Predict on data and return the predictions.

Input can be a path to a data file, a list of paths, a numpy array, or a list of numpy arrays.

If data_type and axes are not provided, the training configuration parameters will be used. If tile_size is not provided, prediction will be performed on the whole image.

Note that if you are using a UNet model and tiling, the tile size must be divisible in every dimension by 2**d, where d is the depth of the model. This avoids artefacts arising from the broken shift invariance induced by the pooling layers of the UNet. Images smaller than the tile size in any spatial dimension will be automatically zero-padded.

Parameters:

Name	Type	Description	Default
`pred_data`	`pathlib.Path, str, numpy.ndarray, or sequence of these`	Data to predict on.

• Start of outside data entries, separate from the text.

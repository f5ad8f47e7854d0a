//! Interactive console prompts.
//!
//! Blocking stdin readers for the startup flow: a yes/no question with a
//! default, and a free-form line reader.

use std::io::{self, BufRead, Write};

/// Ask a yes/no question and return the answer.
///
/// Accepts `y`, `n`, or an empty line (empty selects `default`). Any other
/// answer prints `"{answer}" is not a valid option` and asks again.
pub fn confirm(message: &str, default: bool) -> io::Result<bool> {
    let stdin = io::stdin();
    let mut input = String::new();

    loop {
        input.clear();

        print!("{} (y/n) ", message);
        io::stdout().flush()?;

        stdin.lock().read_line(&mut input)?;

        match input.trim().to_lowercase().as_str() {
            "y" => return Ok(true),
            "n" => return Ok(false),
            "" => return Ok(default),
            other => println!("\"{}\" is not a valid option", other),
        }
    }
}

/// Print a message and read one trimmed line from stdin.
pub fn read_line(message: &str) -> io::Result<String> {
    print!("{} ", message);
    io::stdout().flush()?;

    let mut input = String::new();
    io::stdin().lock().read_line(&mut input)?;

    Ok(input.trim().to_string())
}
use sqlx::SqlitePool;
use sqlx::sqlite::SqliteConnectOptions;
use std::str::FromStr;
use thiserror::Error;
use tracing::info;

use thrivepath::database::{CURRENT_SCHEMA, MigrationError, migrate_database_declaratively};
use thrivepath::env::{AppConfig, ConfigError, load_environment};
use thrivepath::telemetry::init_tracing;
use thrivepath::{init_rocket, spawn_session_cleanup};

#[derive(Debug, Error)]
pub enum Error {
    #[error("Configuration error: {0}")]
    Config(#[from] ConfigError),
    #[error("{0}")]
    Sqlx(#[from] sqlx::Error),
    #[error("Migration failed: {0}")]
    Migration(#[from] MigrationError),
    #[error("{0}")]
    Rocket(Box<rocket::Error>),
}

impl From<rocket::Error> for Error {
    fn from(value: rocket::Error) -> Self {
        Error::Rocket(Box::new(value))
    }
}

#[rocket::main]
async fn main() -> Result<(), Error> {
    let environment = load_environment()?;
    init_tracing();
    environment.log();

    let config = AppConfig::from_env()?;

    let options = SqliteConnectOptions::from_str(&config.database_url)?
        .create_if_missing(true)
        .foreign_keys(true);
    let pool = SqlitePool::connect_with(options).await?;

    info!("Running declarative schema migration...");
    let changed = migrate_database_declaratively(
        pool.clone(),
        CURRENT_SCHEMA,
        config.allow_destructive_migrations,
    )
    .await?;
    if changed {
        info!("Database schema updated");
    } else {
        info!("Database schema already up to date");
    }

    spawn_session_cleanup(pool.clone(), config.session_cleanup_interval);

    let _rocket = init_rocket(pool, config).launch().await?;

    Ok(())
}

Can be a single item or a sequence of paths/arrays.	required
`batch_size`	`int`	Batch size for prediction. If not provided, uses the training configuration batch size.	`None`
`tile_size`	`tuple of int`	Size of the tiles to use for prediction. If not provided, prediction will be performed on the whole image.	`None`
`tile_overlap`	`tuple of int`	Overlap between tiles, can be None.	`(48, 48)`
`axes`	`str`	Axes of the input data, by default None.	`None`
`data_type`	`(array, tiff, czi, zarr, custom)`	Type of the input data.	`"array"`
`num_workers`	`int`	Number of workers for the dataloader, by default None.	`None`
`channels`	`sequence of int or "all"`	Channels to use from the data. If None, uses the training configuration channels.	`None`
`in_memory`	`bool`	Whether to load all data into memory. If None, uses the training configuration setting.	`None`
`loading`	`Loading`	Loading strategy to use for the prediction data. May be a ReadFuncLoading or ImageStackLoading. If None, uses the loading strategy from the training configuration.	`None`

Returns:

Type	Description
`tuple of (list of NDArray, list of str)`	Predictions made by the model and their source identifiers.

Raises:

Type	Description
`ValueError`	If tile overlap is not specified when tile_size is provided.

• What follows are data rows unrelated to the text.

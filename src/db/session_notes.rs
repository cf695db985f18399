use chrono::NaiveDate;
use sqlx::{Pool, Sqlite};
use tracing::{info, instrument};

use crate::{
    error::AppError,
    models::{DbSessionNote, NewSessionNote, SessionNote, SessionNoteUpdate},
};

#[instrument(skip(pool, note), fields(session_date = %note.session_date))]
pub async fn create_session_note(
    pool: &Pool<Sqlite>,
    therapist_id: i64,
    note: &NewSessionNote,
) -> Result<SessionNote, AppError> {
    info!("Creating session note");
    let res = sqlx::query(
        "INSERT INTO session_notes (therapist_id, session_date, note_title, session_time, note_content)
         VALUES (?, ?, ?, ?, ?)",
    )
    .bind(therapist_id)
    .bind(note.session_date)
    .bind(note.note_title.as_deref())
    .bind(note.session_time)
    .bind(&note.note_content)
    .execute(pool)
    .await?;

    get_session_note(pool, res.last_insert_rowid()).await
}

#[instrument(skip(pool))]
pub async fn get_session_note(pool: &Pool<Sqlite>, note_id: i64) -> Result<SessionNote, AppError> {
    info!("Getting session note");
    let row = sqlx::query_as::<_, DbSessionNote>(
        "SELECT notes_id, therapist_id, session_date, note_title, session_time, note_content,
                created_at, last_edited_at
         FROM session_notes WHERE notes_id = ?",
    )
    .bind(note_id)
    .fetch_optional(pool)
    .await?;

    match row {
        Some(note) => Ok(SessionNote::from(note)),
        _ => Err(AppError::NotFound(format!(
            "Session note with id {} not found",
            note_id
        ))),
    }
}

/// Notes for one session date, newest first.
#[instrument(skip(pool))]
pub async fn get_notes_by_date(
    pool: &Pool<Sqlite>,
    therapist_id: i64,
    session_date: NaiveDate,
) -> Result<Vec<SessionNote>, AppError> {
    info!("Getting session notes by date");
    let rows = sqlx::query_as::<_, DbSessionNote>(
        "SELECT notes_id, therapist_id, session_date, note_title, session_time, note_content,
                created_at, last_edited_at
         FROM session_notes
         WHERE therapist_id = ? AND session_date = ?
         ORDER BY created_at DESC, notes_id DESC",
    )
    .bind(therapist_id)
    .bind(session_date)
    .fetch_all(pool)
    .await?;

    Ok(rows.into_iter().map(SessionNote::from).collect())
}

/// Every date the therapist has at least one note for, ascending.
#[instrument(skip(pool))]
pub async fn get_note_dates(
    pool: &Pool<Sqlite>,
    therapist_id: i64,
) -> Result<Vec<NaiveDate>, AppError> {
    info!("Getting session note dates");
    let dates = sqlx::query_scalar::<_, NaiveDate>(
        "SELECT DISTINCT session_date FROM session_notes
         WHERE therapist_id = ?
         ORDER BY session_date ASC",
    )
    .bind(therapist_id)
    .fetch_all(pool)
    .await?;

    Ok(dates)
}

#[instrument(skip(pool))]
pub async fn get_notes_by_date_range(
    pool: &Pool<Sqlite>,
    therapist_id: i64,
    start_date: NaiveDate,
    end_date: NaiveDate,
) -> Result<Vec<SessionNote>, AppError> {
    info!("Getting session notes by date range");
    if start_date > end_date {
        return Err(AppError::Validation(format!(
            "start_date {} is after end_date {}",
            start_date, end_date
        )));
    }

    let rows = sqlx::query_as::<_, DbSessionNote>(
        "SELECT notes_id, therapist_id, session_date, note_title, session_time, note_content,
                created_at, last_edited_at
         FROM session_notes
         WHERE therapist_id = ? AND session_date BETWEEN ? AND ?
         ORDER BY session_date DESC, created_at DESC, notes_id DESC",
    )
    .bind(therapist_id)
    .bind(start_date)
    .bind(end_date)
    .fetch_all(pool)
    .await?;

    Ok(rows.into_iter().map(SessionNote::from).collect())
}

/// Applies the fields present in `update` to a note the therapist owns.
/// Notes belonging to someone else are reported as not found.
#[instrument(skip(pool, update))]
pub async fn update_session_note(
    pool: &Pool<Sqlite>,
    note_id: i64,
    therapist_id: i64,
    update: &SessionNoteUpdate,
) -> Result<SessionNote, AppError> {
    info!("Updating session note");
    let res = sqlx::query(
        "UPDATE session_notes
         SET session_date = COALESCE(?, session_date),
             note_title = COALESCE(?, note_title),
             session_time = COALESCE(?, session_time),
             note_content = COALESCE(?, note_content),
             last_edited_at = CURRENT_TIMESTAMP
         WHERE notes_id = ? AND therapist_id = ?",
    )
    .bind(update.session_date)
    .bind(update.note_title.as_deref())
    .bind(update.session_time)
    .bind(update.note_content.as_deref())
    .bind(note_id)
    .bind(therapist_id)
    .execute(pool)
    .await?;

    if res.rows_affected() == 0 {
        return Err(AppError::NotFound(format!(
            "Session note with id {} not found",
            note_id
        )));
    }

    get_session_note(pool, note_id).await
}

#[instrument(skip(pool))]
pub async fn delete_session_note(
    pool: &Pool<Sqlite>,
    note_id: i64,
    therapist_id: i64,
) -> Result<bool, AppError> {
    info!("Deleting session note");
    let res = sqlx::query("DELETE FROM session_notes WHERE notes_id = ? AND therapist_id = ?")
        .bind(note_id)
        .bind(therapist_id)
        .execute(pool)
        .await?;

    Ok(res.rows_affected() > 0)
}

Source code in src/careamics/careamist_v2.py

def predict(
    self,
    # BASIC PARAMS
    pred_data: InputVar,
    *,
    batch_size: int | None = None,
    tile_size: tuple[int, ...] | None = None,
    tile_overlap: tuple[int, ...] | None = (48, 48),
    axes: str | None = None,
    data_type: Literal["array", "tiff", "zarr", "czi", "custom"] | None = None,
    # ADVANCED PARAMS
    num_workers: int | None = None,
    channels: Sequence[int] | Literal["all"] | None = None,
    in_memory: bool | None = None,
    loading: Loading = None,
) -> tuple[list[NDArray], list[str]]:
    """
    Predict on data and return the predictions.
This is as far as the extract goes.